### Task requirements:
Lines from the listing below that contain the string "OperatorConfig" are to be reported.

# # # # # # #

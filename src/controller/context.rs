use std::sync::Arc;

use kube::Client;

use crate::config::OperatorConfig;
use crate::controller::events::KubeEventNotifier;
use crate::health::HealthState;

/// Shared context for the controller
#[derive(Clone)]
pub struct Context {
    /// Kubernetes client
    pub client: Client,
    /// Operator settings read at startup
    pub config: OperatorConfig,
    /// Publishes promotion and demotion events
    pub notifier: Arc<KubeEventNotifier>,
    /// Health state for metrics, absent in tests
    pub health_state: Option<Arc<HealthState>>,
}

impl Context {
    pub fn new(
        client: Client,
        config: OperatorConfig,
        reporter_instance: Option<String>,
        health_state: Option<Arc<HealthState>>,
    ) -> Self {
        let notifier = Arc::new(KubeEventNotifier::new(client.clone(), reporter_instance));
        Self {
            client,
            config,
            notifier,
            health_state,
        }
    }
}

# # # # # # #

### Answer for this exercise:
use crate::config::OperatorConfig;
    pub config: OperatorConfig,
        config: OperatorConfig,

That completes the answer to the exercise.